Last night I met up with another member of the FPN-P group and traded in my Kaweco ALSport for a Parker Vacumatic. I liked my Kaweco a lot, but I’ve been so infatuated with the Parker Vac for as long as I’ve been collecting. I put up my Kaweco for sale or trade to fund another purchase (another Parker 51), but when the seller came up to offer his Parker Vac, I jumped on it. It’s not like I can walk inside Scribe and buy an almost 70 year old pen.

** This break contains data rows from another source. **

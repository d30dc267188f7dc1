//! Members page: contribution goal, progress and per-family tables.

use super::{LoadPolicy, RenderContext, MAIN_CONTENT};
use crate::document::{initialize_page, toggle_element, update_element, update_text, Document, DEFAULT_FALLBACK};
use crate::loader::{DataLoader, Fetcher, LoadError};
use crate::models::{resources, FinancialSummary, Parent, Stats};
use crate::utils::{escape_html, format_currency, format_percentage, format_timestamp, round_half_up};

/// Rows shown per table
pub const TABLE_LIMIT: usize = 10;

const NO_COMPLETE_ROWS: &str = r#"
      <tr>
        <td colspan="4" class="text-center text-muted py-4">
          <i class="bi bi-info-circle me-2"></i>
          No hay contribuciones completas registradas
        </td>
      </tr>
    "#;

const NO_PENDING_ROWS: &str = r#"
      <tr>
        <td colspan="5" class="text-center text-muted py-4">
          <i class="bi bi-info-circle me-2"></i>
          No hay contribuciones pendientes registradas
        </td>
      </tr>
    "#;

#[derive(Debug, Clone, PartialEq)]
pub struct ParentsData {
    pub parents: Vec<Parent>,
    pub finance: FinancialSummary,
    pub stats: Stats,
}

pub async fn load<F: Fetcher>(loader: &DataLoader<F>, policy: LoadPolicy) -> Result<ParentsData, LoadError> {
    let (parents, finance, stats) = tokio::try_join!(
        policy.load(loader, resources::PARENTS, Vec::<Parent>::new()),
        policy.load(loader, resources::FINANCIAL_SUMMARY, FinancialSummary::parents_fallback()),
        policy.load(loader, resources::STATS, Stats::default()),
    )?;
    Ok(ParentsData {
        parents,
        finance,
        stats,
    })
}

/// Goal, completion percentages and last update time
pub fn render_general_info<D: Document + ?Sized>(doc: &mut D, finance: &FinancialSummary, ctx: &RenderContext) {
    let completed = finance.compliance_percentage;
    update_text(doc, "#meta-anual", &format_currency(finance.annual_goal_or_default()), DEFAULT_FALLBACK);
    update_text(doc, "#porcentaje-completado", &format_percentage(completed), DEFAULT_FALLBACK);
    update_text(doc, "#porcentaje-pendiente", &format_percentage(100.0 - completed), DEFAULT_FALLBACK);
    update_text(doc, "#ultima-actualizacion", &format_timestamp(ctx.now), DEFAULT_FALLBACK);
}

pub fn render_tab_counts<D: Document + ?Sized>(doc: &mut D, stats: &Stats) {
    update_text(doc, "#conteo-completos", &stats.green.to_string(), DEFAULT_FALLBACK);
    update_text(doc, "#conteo-proceso", &stats.in_progress().to_string(), DEFAULT_FALLBACK);
}

fn name_cell(parent: &Parent, color: &str) -> String {
    format!(
        r#"<td>
          <div class="d-flex align-items-center">
            <div class="bg-{color} bg-opacity-20 text-{color} rounded-circle p-2 me-3">
              <i class="bi bi-person-fill"></i>
            </div>
            <div>
              <strong>{}</strong><br>
              <small class="text-muted">ID: {}</small>
            </div>
          </div>
        </td>"#,
        escape_html(&parent.full_name),
        escape_html(&parent.partial_id),
    )
}

pub fn render_complete_table<D: Document + ?Sized>(doc: &mut D, complete: &[&Parent]) {
    if complete.is_empty() {
        update_element(doc, "#tabla-completos", NO_COMPLETE_ROWS, DEFAULT_FALLBACK);
        return;
    }

    let html: String = complete
        .iter()
        .take(TABLE_LIMIT)
        .map(|parent| {
            format!(
                r#"
      <tr>
        {}
        <td class="text-center">
          <div class="progress" style="height: 8px; width: 80px; margin: 0 auto;">
            <div class="progress-bar bg-success" style="width: 100%"></div>
          </div>
        </td>
        <td class="text-center fw-bold text-success">{}</td>
        <td class="text-center">
          <span class="badge bg-success">
            <i class="bi bi-check-circle me-1"></i>Completo
          </span>
        </td>
      </tr>
    "#,
                name_cell(parent, "success"),
                format_currency(parent.total_paid)
            )
        })
        .collect();

    update_element(doc, "#tabla-completos", &html, DEFAULT_FALLBACK);
}

/// Families still paying, largest payment first, with progress toward `expected`
pub fn render_in_progress_table<D: Document + ?Sized>(doc: &mut D, pending: &[&Parent], expected: f64) {
    if pending.is_empty() {
        update_element(doc, "#tabla-proceso", NO_PENDING_ROWS, DEFAULT_FALLBACK);
        return;
    }

    let mut sorted = pending.to_vec();
    sorted.sort_by(|a, b| b.total_paid.total_cmp(&a.total_paid));

    let html: String = sorted
        .iter()
        .take(TABLE_LIMIT)
        .map(|parent| {
            let progress = parent.progress(expected);
            let (badge_class, icon) = parent.payment_status.badge();
            format!(
                r#"
      <tr>
        {}
        <td class="text-center">
          <div class="progress" style="height: 8px; width: 80px; margin: 0 auto;">
            <div class="progress-bar bg-warning" style="width: {}%"></div>
          </div>
          <small class="text-muted">{:.0}%</small>
        </td>
        <td class="text-center fw-bold text-warning">{}</td>
        <td class="text-center fw-bold text-alert-institution">{}</td>
        <td class="text-center">
          <span class="badge {}">
            <i class="bi {} me-1"></i>{}
          </span>
        </td>
      </tr>
    "#,
                name_cell(parent, "warning"),
                progress.min(100.0),
                round_half_up(progress, 0),
                format_currency(parent.total_paid),
                format_currency(parent.outstanding),
                badge_class,
                icon,
                parent.payment_status.label()
            )
        })
        .collect();

    update_element(doc, "#tabla-proceso", &html, DEFAULT_FALLBACK);
}

pub fn render<D: Document + ?Sized>(doc: &mut D, data: &ParentsData, ctx: &RenderContext) {
    render_general_info(doc, &data.finance, ctx);
    render_tab_counts(doc, &data.stats);

    let (complete, pending): (Vec<&Parent>, Vec<&Parent>) =
        data.parents.iter().partition(|p| p.is_complete());
    render_complete_table(doc, &complete);
    render_in_progress_table(doc, &pending, data.finance.expected_collection);

    toggle_element(doc, ".loading-spinner", false);
}

pub async fn render_page<F, D>(loader: &DataLoader<F>, doc: &mut D, ctx: &RenderContext, policy: LoadPolicy) -> bool
where
    F: Fetcher,
    D: Document + ?Sized,
{
    initialize_page(
        doc,
        MAIN_CONTENT,
        async { Ok(load(loader, policy).await?) },
        |doc, data| {
            render(doc, &data, ctx);
            Ok(())
        },
    )
    .await
}

#[cfg(test)]
mod tests {
    use super::*;
    use crate::document::SlotDocument;
    use crate::models::PaymentStatus;
    use crate::pages::test_support::{ctx, loader, FixtureFetcher};
    use serde_json::json;

    const TEMPLATE: &str = r#"{{region #main-content}}
<div class="loading-spinner"{{hidden .loading-spinner}}></div>
<b>{{#meta-anual}}</b><b>{{#porcentaje-completado}}</b><b>{{#porcentaje-pendiente}}</b>
<i>{{#ultima-actualizacion}}</i>
<span>{{#conteo-completos}}</span><span>{{#conteo-proceso}}</span>
<table><tbody>{{#tabla-completos}}</tbody></table>
<table><tbody>{{#tabla-proceso}}</tbody></table>
{{end}}"#;

    fn parent(name: &str, paid: f64, status: PaymentStatus) -> Parent {
        Parent {
            full_name: name.to_string(),
            partial_id: "****123".to_string(),
            total_paid: paid,
            outstanding: 110.0 - paid,
            payment_status: status,
        }
    }

    #[tokio::test]
    async fn test_renders_tables_and_figures() {
        let fetcher = FixtureFetcher::default()
            .with(
                "padres",
                json!([
                    {"nombre_completo": "Familia Quispe", "dni_parcial": "****001", "total_pagado": 110, "faltante": 0, "estado_pago": "completo"},
                    {"nombre_completo": "Familia Huamán", "dni_parcial": "****002", "total_pagado": 20, "faltante": 90, "estado_pago": "pendiente"},
                    {"nombre_completo": "Familia Flores", "dni_parcial": "****003", "total_pagado": 55, "faltante": 55, "estado_pago": "parcial"}
                ]),
            )
            .with("resumen_financiero", json!({"recaudacion_esperada": 110, "porcentaje_cumplimiento": 62.5, "meta_anual": 1500}))
            .with("stats", json!({"verde": 1, "amarillo": 1, "rojo": 1}));
        let loader = loader(fetcher);
        let mut doc = SlotDocument::parse(TEMPLATE).unwrap();

        assert!(render_page(&loader, &mut doc, &ctx(), LoadPolicy::Fallback).await);

        assert_eq!(doc.content("#meta-anual"), Some("S/ 1,500.00"));
        assert_eq!(doc.content("#porcentaje-completado"), Some("62.5%"));
        assert_eq!(doc.content("#porcentaje-pendiente"), Some("37.5%"));
        assert_eq!(doc.content("#ultima-actualizacion"), Some("18/10/2026, 09:30:00"));
        assert_eq!(doc.content("#conteo-completos"), Some("1"));
        assert_eq!(doc.content("#conteo-proceso"), Some("2"));
        assert!(!doc.is_visible(".loading-spinner"));

        let complete = doc.content("#tabla-completos").unwrap();
        assert!(complete.contains("Familia Quispe"));
        assert!(complete.contains("S/ 110.00"));

        let in_progress = doc.content("#tabla-proceso").unwrap();
        let flores = in_progress.find("Familia Flores").unwrap();
        let huaman = in_progress.find("Familia Huamán").unwrap();
        assert!(flores < huaman, "largest payment first");
        assert!(in_progress.contains("50%"));
        assert!(in_progress.contains("En Progreso"));
        assert!(in_progress.contains("Pendiente"));
    }

    #[tokio::test]
    async fn test_missing_fixtures_use_defaults() {
        let loader = loader(FixtureFetcher::default());
        let mut doc = SlotDocument::parse(TEMPLATE).unwrap();

        assert!(render_page(&loader, &mut doc, &ctx(), LoadPolicy::Fallback).await);

        assert_eq!(doc.content("#meta-anual"), Some("S/ 1,200.00"));
        assert_eq!(doc.content("#porcentaje-pendiente"), Some("100.0%"));
        assert!(doc.content("#tabla-completos").unwrap().contains("No hay contribuciones completas"));
        assert!(doc.content("#tabla-proceso").unwrap().contains("No hay contribuciones pendientes"));
    }

    #[test]
    fn test_tables_are_capped() {
        let parents: Vec<Parent> = (0..15)
            .map(|i| parent(&format!("Familia {}", i), f64::from(i), PaymentStatus::Partial))
            .collect();
        let refs: Vec<&Parent> = parents.iter().collect();
        let mut doc = SlotDocument::parse(TEMPLATE).unwrap();

        render_in_progress_table(&mut doc, &refs, 110.0);

        let html = doc.content("#tabla-proceso").unwrap();
        assert_eq!(html.matches("<tr>").count(), TABLE_LIMIT);
        assert!(html.contains("Familia 14"));
        assert!(!html.contains("Familia 4<"));
    }

    #[test]
    fn test_progress_bar_capped_at_full() {
        let overpaid = parent("Familia Ríos", 220.0, PaymentStatus::Partial);
        let mut doc = SlotDocument::parse(TEMPLATE).unwrap();

        render_in_progress_table(&mut doc, &[&overpaid], 110.0);

        let html = doc.content("#tabla-proceso").unwrap();
        assert!(html.contains("width: 100%"));
        assert!(html.contains("200%"));
    }

    #[test]
    fn test_progress_ties_round_up() {
        let parent = parent("Familia Soto", 125.0, PaymentStatus::Partial);
        let mut doc = SlotDocument::parse(TEMPLATE).unwrap();

        render_in_progress_table(&mut doc, &[&parent], 200.0);

        let html = doc.content("#tabla-proceso").unwrap();
        assert!(html.contains("width: 62.5%"));
        assert!(html.contains(">63%</small>"));
    }
}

I’ve only seen Parker Vacs in photos so I didn’t know what to expect when I finally saw it in person. This pen is on the small side (about the same size as my Parker 51 demi). The first impression I had on it was quite pleasant. I thought it was a beautiful pen, and the details on it are very impressive.
The Vacumatic line was first produced in the year 1932 and continued production until 1948. It replaced the Duofold as the top of the line pens for Parker during this time period. This particular pen I got was made in the second quarter of 1945, based on the fact that the color Azure Blue Pearl was manufactured from 1940-1948 as well as the date code “.5.” on the barrel. It has a single jewel on the cap and an enameled blue diamond on the clip which signifies Parker’s lifetime warranty.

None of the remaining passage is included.